The fluorogenic probe was labeled at the 5′ end with the FAM reporter dye and with BHQ as a quencher at the 3′ end. Selected primers (df4ln: CAAAAACAATCG-TAACTAATCCA and zdr4ln: TGGAGTTTTTATGTCATCGTC) and probes (zdpro4ln1:Fam-TCGTCGTCGTTTAAAACTGA-BHQ1) were synthesized by Syntol (Moscow, Russia) [24]. PCR was performed using a Rotor-Gene Q (Qiagen, Germany) instrument and the following thermal-cycling profile: 95 °C for 10 min, followed by 45 cycles at 95 °C for 15 s and 60 °C for 60 s. The final reaction volume was 25 μL containing 10 pmol of each primer, as well as 5 pmol of the probe, 5 μL of 25 mM MgCl2, 5 μL 5 × PCR Buffer (Promega, Madison, WI, USA), 1 μL of 10 pmol dNTPs (Invitrogen, Carlsbad, CA, USA) and deionized water to make up the final volume. Samples were tested and results were interpreted according to the protocol, as previously described [24].

2.5. ELISA Testing

An ELISA-test system “ID Screen® Capripox Double Antigen” Multi-species ID.VET” (ID. Vet, Grabels, France) was used to detect the specific antibodies of Capripoxvirus in the serum or plasma of susceptible animals according to the manufacturer’s instructions. Interpretation of the results was conducted as aggregate to positive control ratio S/P percentage (S/P %) using the following formula:
S / P   % = sample   OD negative   control   OD positive   control   OD negative   control   OD × 100
OD: optical density
The samples with Sp < 30% are considered negative, while samples with SP ≥ 30% are considered positive.

2.6. Statistical Analysis

Data were analyzed and graphs were generated using Microsoft Excel 2019. The difference in qPCR Ct values between positive samples was tested using the non-parametric Mann–Whitney U test. A p value < 0.05 was considered statistically significant. Serological results were represented as mean ± SE.

3. Results

On the first 21 dpi of the experiment, a slight increase in the body temperature of two vaccinated animals (No. 8-SC and 8-IV) was recorded with an average of 1–1.5 degrees above the physiological norm. Swelling was observed at the site of vaccine administration in the same two animals (Figure 2). The physiological parameters of the remaining animals (vaccinated and control) in both groups were normal.
The qPCR results showed that the genome of the LSDV vaccine was detected in the blood and swabs taken from experimental animals on different days, but by the end of the vaccination period the genome was no longer detected (Table 3).
As presented in Table 3, three animals from the first group (No. 2-SC, 5-SC and 8-SC) had the virus genome detected in their blood: once in the blood taken from No. 2-SC (dpi 10), twice in the blood taken from No. 5-SC (dpi 10–12) and in the blood taken from animal No. 8-SC for three consecutive times between dpi 8 and 12. This animal had an elevated body temperature above normal in the same period, while for animals from group 2, it was detected in No. 3-IV and 8-IV only for one day (12 dpi).
Since the challenge was performed on the 21st dpi using LSDV “Mongolia/2021” and as mentioned in Section 2.2, animals were not monitored for the 6 days, then on the 28th dpi samples were taken and clinical changes were recorded.
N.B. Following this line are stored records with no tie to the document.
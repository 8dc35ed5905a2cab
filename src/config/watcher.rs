//! Route table watcher for hot reload.

use std::path::{Path, PathBuf};
use std::time::Duration;

use notify::{Config, Event, RecommendedWatcher, RecursiveMode, Watcher};
use tokio::sync::mpsc;

use crate::config::loader::load_config;
use crate::config::schema::RouteTableConfig;

/// Watches the route table file and emits every valid new version.
pub struct RouteTableWatcher {
    path: PathBuf,
    update_tx: mpsc::UnboundedSender<RouteTableConfig>,
}

impl RouteTableWatcher {
    /// Create a watcher and the receiver that observes reloaded configs.
    pub fn new(path: &Path) -> (Self, mpsc::UnboundedReceiver<RouteTableConfig>) {
        let (update_tx, update_rx) = mpsc::unbounded_channel();

        (
            Self {
                path: path.to_path_buf(),
                update_tx,
            },
            update_rx,
        )
    }

    /// Re-read the file now. Invalid files are logged and skipped so the
    /// last good route table stays in force.
    pub fn reload(&self) -> bool {
        reload_into(&self.path, &self.update_tx)
    }

    /// Start watching on notify's background thread. Dropping the returned
    /// handle stops the watch.
    pub fn run(self) -> Result<RecommendedWatcher, notify::Error> {
        let tx = self.update_tx.clone();
        let path = self.path.clone();

        let mut watcher = RecommendedWatcher::new(
            move |res: notify::Result<Event>| match res {
                Ok(event) => {
                    if event.kind.is_modify() || event.kind.is_create() {
                        tracing::info!(path = ?path, "Route table change detected, reloading");
                        reload_into(&path, &tx);
                    }
                }
                Err(e) => tracing::error!(error = ?e, "Watch error"),
            },
            Config::default().with_poll_interval(Duration::from_secs(2)),
        )?;

        watcher.watch(&self.path, RecursiveMode::NonRecursive)?;

        tracing::info!(path = ?self.path, "Route table watcher started");
        Ok(watcher)
    }
}

fn reload_into(path: &Path, tx: &mpsc::UnboundedSender<RouteTableConfig>) -> bool {
    match load_config(path) {
        Ok(config) => tx.send(config).is_ok(),
        Err(e) => {
            tracing::error!(error = %e, "Failed to reload route table. Keeping current routes.");
            false
        }
    }
}
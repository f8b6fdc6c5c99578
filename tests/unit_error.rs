use std::path::PathBuf;

use taskman::error::{exit_codes, Error};

#[test]
fn exit_codes_map_correctly() {
    let user = Error::Validation("bad".to_string());
    assert_eq!(user.exit_code(), exit_codes::USER_ERROR);

    let op = Error::CorruptStore {
        path: PathBuf::from("tasks.json"),
        message: "expected value".to_string(),
    };
    assert_eq!(op.exit_code(), exit_codes::OPERATION_FAILED);

    let lock = Error::LockFailed(PathBuf::from("tasks.json.lock"));
    assert_eq!(lock.exit_code(), exit_codes::OPERATION_FAILED);
}

#[test]
fn details_identify_the_task() {
    let err = Error::NotFound("Pay rent".to_string());
    assert_eq!(err.exit_code(), exit_codes::USER_ERROR);
    assert_eq!(err.kind(), "not_found");
    assert!(err.to_string().contains("Task not found"));
    assert_eq!(
        err.details(),
        Some(serde_json::json!({ "name": "Pay rent" }))
    );
}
Also, titration in group 1 was assessed as presented in Table 4.
For all experimental animals of group 1 except for the control (No. 6-SC-C and 7-SC-C), no clinical changes were detected on the skin at the place of injection of the LSDV. The results were positive (nodules were detected) when examining control animals, using different titers of the virus (Figure 3 and Figure 4).
No clinical signs were detected in other experimental animals of both groups 1 and 2 (vaccinated), and the qPCR results were also negative until the end of the experiment (49 dpi). On the contrary, control animals, from the 28th dpi, developed a severe clinical course typical for an LSDV infection after inoculation of a virulent challenge virus strain (Figure 5), and the genome of LSDV was detected in the blood and swabs were taken from these animals; viral shedding can also be observed (Table 5).
The following clinical signs were observed in control animals after infection: enlargement of regional lymph nodes on the right side of the body, fever, swelling of the scrotum, erosions on the scrotum and the inguinal region, and multiple nodular skin lesions (3–5 cm) localized mainly on the neck, scapula, flanks, and inguinal region.
According to the results of the observations, the control animals showed a pronounced skin reaction to the virus injection with subsequent development of a generalized form of the disease from days 7–9 (Figure 5).
As presented in Table 5, DNA of the LSDV was detected in all control animals that received the “Mongolia/2021” inoculum (SC-C and IV-C), with significantly higher viremia (p < 0.05) in the control animals of the second group (IV-C). The viremia progressed until the end of the experiment.
All control animals showed virus shedding until 49 dpi, which was confirmed by the positive results of their nasal swab samples, with significantly (p < 0.05) higher results in the animals of the second control group (IV-C).
The results of antibody response in all experimental animals are presented in Figure 6.
Our research results show that by using the ELISA, the first positive results in the serological analyses were observed already at 21 dpi (on the day of challenge infection with LSDV “Mongolia/2021”) in all vaccinated animals (Figure 6), with S/P ratios between 31 and 36%, whereas the ELISA was negative in all animals of the control group at 21 dpi, but the 6-SC-C animal of control group 1 remained negative, but a rising antibody level below the cut-off S/P % was detected at 14 dpi (Figure 6).
In the challenge control group (SC, IV), the first serological response was observed at 28 dpi (7 days after inoculation). After the challenge infection, the S/P% ratio increased over time in almost all animals and continued to increase after inoculation, reaching a peak at the 49th dpi. The level of the antibody response was stronger and more rapid in both vaccinated groups than in the controls, regardless of the method of inoculation. These results indicate that vaccinated animals developed a rapid and robust immune response compared to unvaccinated control animals.
The LSDV pathogen was efficiently isolated and adapted on (MDBK) cells from nasal swabs and other pathological materials obtained from the control animals of both groups (SC-C and IV-C) inoculated with LSDV “Mongolia/2021”, which showed aggregation, cell rounding and degeneration, whereas no viable LSDV pathogen was isolated from the other experimental animals (vaccinated), during the 49 days of the experiment (Figure 7).

4. Discussion

Lumpy skin disease (LSD) is no longer restricted to the African continent, where it is considered an endemic disease but has spread to other regions beyond its geographical range, including the Middle East, Turkey, Europe, the Balkans, Russia and Asia [6,19,25,26]. It has been listed by WOAH as one of the most reportable transboundary viral animal diseases causing significant economic losses [27,28].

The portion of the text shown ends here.